Extracted data entries
::::::::::
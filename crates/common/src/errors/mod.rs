//! Error types for PreprintBot services
//!
//! Provides a single error enum shared by the engine and its storage
//! backends, with:
//! - Distinct variants for structural, input, and recoverable faults
//! - Machine-readable error codes (persisted on failed runs)
//! - Classification helpers used by the run orchestrator

use serde::{Deserialize, Serialize};
use std::fmt;
use thiserror::Error;

/// Result type alias using AppError
pub type Result<T> = std::result::Result<T, AppError>;

/// Error codes for machine-readable error identification
#[derive(Debug, Clone, Copy, Serialize, Deserialize, PartialEq, Eq)]
#[serde(rename_all = "SCREAMING_SNAKE_CASE")]
pub enum ErrorCode {
    // Validation errors (1xxx)
    ValidationError,
    InvalidFormat,
    ThresholdOutOfRange,
    InvalidTopX,
    MalformedEmbedding,

    // Vector errors (2xxx)
    DimensionMismatch,
    InconsistentDimension,
    DegenerateVector,

    // Corpus errors (3xxx)
    EmptyCorpus,

    // Resource errors (4xxx)
    RunNotFound,

    // Conflict errors (5xxx)
    DuplicateRecommendation,
    InvalidRunTransition,

    // Lifecycle (6xxx)
    Cancelled,

    // Database errors (7xxx)
    DatabaseError,
    ConnectionError,

    // Internal errors (9xxx)
    InternalError,
    ConfigurationError,
    SerializationError,
}

impl ErrorCode {
    /// Get the numeric code for this error
    pub fn as_code(&self) -> u16 {
        match self {
            // Validation (1xxx)
            ErrorCode::ValidationError => 1001,
            ErrorCode::InvalidFormat => 1002,
            ErrorCode::ThresholdOutOfRange => 1003,
            ErrorCode::InvalidTopX => 1004,
            ErrorCode::MalformedEmbedding => 1005,

            // Vectors (2xxx)
            ErrorCode::DimensionMismatch => 2001,
            ErrorCode::InconsistentDimension => 2002,
            ErrorCode::DegenerateVector => 2003,

            // Corpus (3xxx)
            ErrorCode::EmptyCorpus => 3001,

            // Resources (4xxx)
            ErrorCode::RunNotFound => 4001,

            // Conflicts (5xxx)
            ErrorCode::DuplicateRecommendation => 5001,
            ErrorCode::InvalidRunTransition => 5002,

            // Lifecycle (6xxx)
            ErrorCode::Cancelled => 6001,

            // Database (7xxx)
            ErrorCode::DatabaseError => 7001,
            ErrorCode::ConnectionError => 7002,

            // Internal (9xxx)
            ErrorCode::InternalError => 9001,
            ErrorCode::ConfigurationError => 9002,
            ErrorCode::SerializationError => 9003,
        }
    }

    /// Stable string form, as stored in `recommendation_runs.error_code`
    pub fn as_str(&self) -> &'static str {
        match self {
            ErrorCode::ValidationError => "VALIDATION_ERROR",
            ErrorCode::InvalidFormat => "INVALID_FORMAT",
            ErrorCode::ThresholdOutOfRange => "THRESHOLD_OUT_OF_RANGE",
            ErrorCode::InvalidTopX => "INVALID_TOP_X",
            ErrorCode::MalformedEmbedding => "MALFORMED_EMBEDDING",
            ErrorCode::DimensionMismatch => "DIMENSION_MISMATCH",
            ErrorCode::InconsistentDimension => "INCONSISTENT_DIMENSION",
            ErrorCode::DegenerateVector => "DEGENERATE_VECTOR",
            ErrorCode::EmptyCorpus => "EMPTY_CORPUS",
            ErrorCode::RunNotFound => "RUN_NOT_FOUND",
            ErrorCode::DuplicateRecommendation => "DUPLICATE_RECOMMENDATION",
            ErrorCode::InvalidRunTransition => "INVALID_RUN_TRANSITION",
            ErrorCode::Cancelled => "CANCELLED",
            ErrorCode::DatabaseError => "DATABASE_ERROR",
            ErrorCode::ConnectionError => "CONNECTION_ERROR",
            ErrorCode::InternalError => "INTERNAL_ERROR",
            ErrorCode::ConfigurationError => "CONFIGURATION_ERROR",
            ErrorCode::SerializationError => "SERIALIZATION_ERROR",
        }
    }
}

impl fmt::Display for ErrorCode {
    fn fmt(&self, f: &mut fmt::Formatter<'_>) -> fmt::Result {
        f.write_str(self.as_str())
    }
}

/// Which side of a matching operation a corpus plays
#[derive(Debug, Clone, Copy, Serialize, Deserialize, PartialEq, Eq)]
#[serde(rename_all = "snake_case")]
pub enum CorpusRole {
    Reference,
    Candidate,
}

impl fmt::Display for CorpusRole {
    fn fmt(&self, f: &mut fmt::Formatter<'_>) -> fmt::Result {
        match self {
            CorpusRole::Reference => f.write_str("reference"),
            CorpusRole::Candidate => f.write_str("candidate"),
        }
    }
}

/// Application error types
#[derive(Error, Debug)]
pub enum AppError {
    // Validation errors
    #[error("Validation failed: {message}")]
    Validation { message: String },

    #[error("Invalid format: {message}")]
    InvalidFormat { message: String },

    #[error("Custom threshold {value} is outside [0, 1]")]
    ThresholdOutOfRange { value: f32 },

    #[error("top_x must be a positive integer, got {value}")]
    InvalidTopX { value: i64 },

    #[error("Malformed embedding for paper {paper_id}: {message}")]
    MalformedEmbedding { paper_id: i64, message: String },

    // Vector errors
    #[error("Dimension mismatch: expected {expected}, got {got}")]
    DimensionMismatch { expected: usize, got: usize },

    #[error("Inconsistent dimension for model {model}: expected {expected}, got {got}")]
    InconsistentDimension {
        model: String,
        expected: usize,
        got: usize,
    },

    #[error("Degenerate vector: {reason}")]
    DegenerateVector { reason: String },

    // Corpus errors
    #[error("Empty {role} corpus {corpus_id}: no usable vectors")]
    EmptyCorpus { corpus_id: i64, role: CorpusRole },

    // Resource errors
    #[error("Recommendation run not found: {id}")]
    RunNotFound { id: i64 },

    // Conflict errors
    #[error("Duplicate recommendation for paper {paper_id} in run {run_id}")]
    DuplicateRecommendation { run_id: i64, paper_id: i64 },

    #[error("Run {run_id} cannot move from {from} to {to}")]
    InvalidRunTransition {
        run_id: i64,
        from: String,
        to: String,
    },

    // Lifecycle
    #[error("Run {run_id} was cancelled")]
    Cancelled { run_id: i64 },

    // Database errors
    #[error("Database error: {0}")]
    Database(#[from] sea_orm::DbErr),

    #[error("Database connection error: {message}")]
    DatabaseConnection { message: String },

    // Internal errors
    #[error("Internal error: {message}")]
    Internal { message: String },

    #[error("Configuration error: {message}")]
    Configuration { message: String },

    #[error("Serialization error: {0}")]
    Serialization(#[from] serde_json::Error),

    // Generic
    #[error("{0}")]
    Other(#[from] anyhow::Error),
}

impl AppError {
    /// Get the error code for this error
    pub fn code(&self) -> ErrorCode {
        match self {
            AppError::Validation { .. } => ErrorCode::ValidationError,
            AppError::InvalidFormat { .. } => ErrorCode::InvalidFormat,
            AppError::ThresholdOutOfRange { .. } => ErrorCode::ThresholdOutOfRange,
            AppError::InvalidTopX { .. } => ErrorCode::InvalidTopX,
            AppError::MalformedEmbedding { .. } => ErrorCode::MalformedEmbedding,
            AppError::DimensionMismatch { .. } => ErrorCode::DimensionMismatch,
            AppError::InconsistentDimension { .. } => ErrorCode::InconsistentDimension,
            AppError::DegenerateVector { .. } => ErrorCode::DegenerateVector,
            AppError::EmptyCorpus { .. } => ErrorCode::EmptyCorpus,
            AppError::RunNotFound { .. } => ErrorCode::RunNotFound,
            AppError::DuplicateRecommendation { .. } => ErrorCode::DuplicateRecommendation,
            AppError::InvalidRunTransition { .. } => ErrorCode::InvalidRunTransition,
            AppError::Cancelled { .. } => ErrorCode::Cancelled,
            AppError::Database(_) => ErrorCode::DatabaseError,
            AppError::DatabaseConnection { .. } => ErrorCode::ConnectionError,
            AppError::Internal { .. } => ErrorCode::InternalError,
            AppError::Configuration { .. } => ErrorCode::ConfigurationError,
            AppError::Serialization(_) => ErrorCode::SerializationError,
            AppError::Other(_) => ErrorCode::InternalError,
        }
    }

    /// Parameter faults that are rejected before any run record exists
    pub fn is_input_error(&self) -> bool {
        matches!(
            self,
            AppError::Validation { .. }
                | AppError::ThresholdOutOfRange { .. }
                | AppError::InvalidTopX { .. }
        )
    }

    /// Faults recovered locally by skipping the offending vector
    pub fn is_recoverable(&self) -> bool {
        matches!(self, AppError::DegenerateVector { .. })
    }

    /// Failures of the storage layer rather than of the data
    pub fn is_storage_error(&self) -> bool {
        matches!(
            self,
            AppError::Database(_) | AppError::DatabaseConnection { .. }
        )
    }
}

/// Structured error payload, as printed by the CLI
#[derive(Debug, Serialize, Deserialize)]
pub struct ErrorDetails {
    pub code: ErrorCode,
    pub message: String,
    #[serde(skip_serializing_if = "Option::is_none")]
    pub run_id: Option<i64>,
}

impl ErrorDetails {
    pub fn from_error(err: &AppError, run_id: Option<i64>) -> Self {
        Self {
            code: err.code(),
            message: err.to_string(),
            run_id,
        }
    }
}

impl From<std::io::Error> for AppError {
    fn from(err: std::io::Error) -> Self {
        AppError::Internal {
            message: err.to_string(),
        }
    }
}

impl From<config::ConfigError> for AppError {
    fn from(err: config::ConfigError) -> Self {
        AppError::Configuration {
            message: err.to_string(),
        }
    }
}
::::::::::
All lines above with the word "InvalidTopX" need to be reported.

    InvalidTopX,
            ErrorCode::InvalidTopX => 1004,
            ErrorCode::InvalidTopX => "INVALID_TOP_X",
    InvalidTopX { value: i64 },
            AppError::InvalidTopX { .. } => ErrorCode::InvalidTopX,
                | AppError::InvalidTopX { .. }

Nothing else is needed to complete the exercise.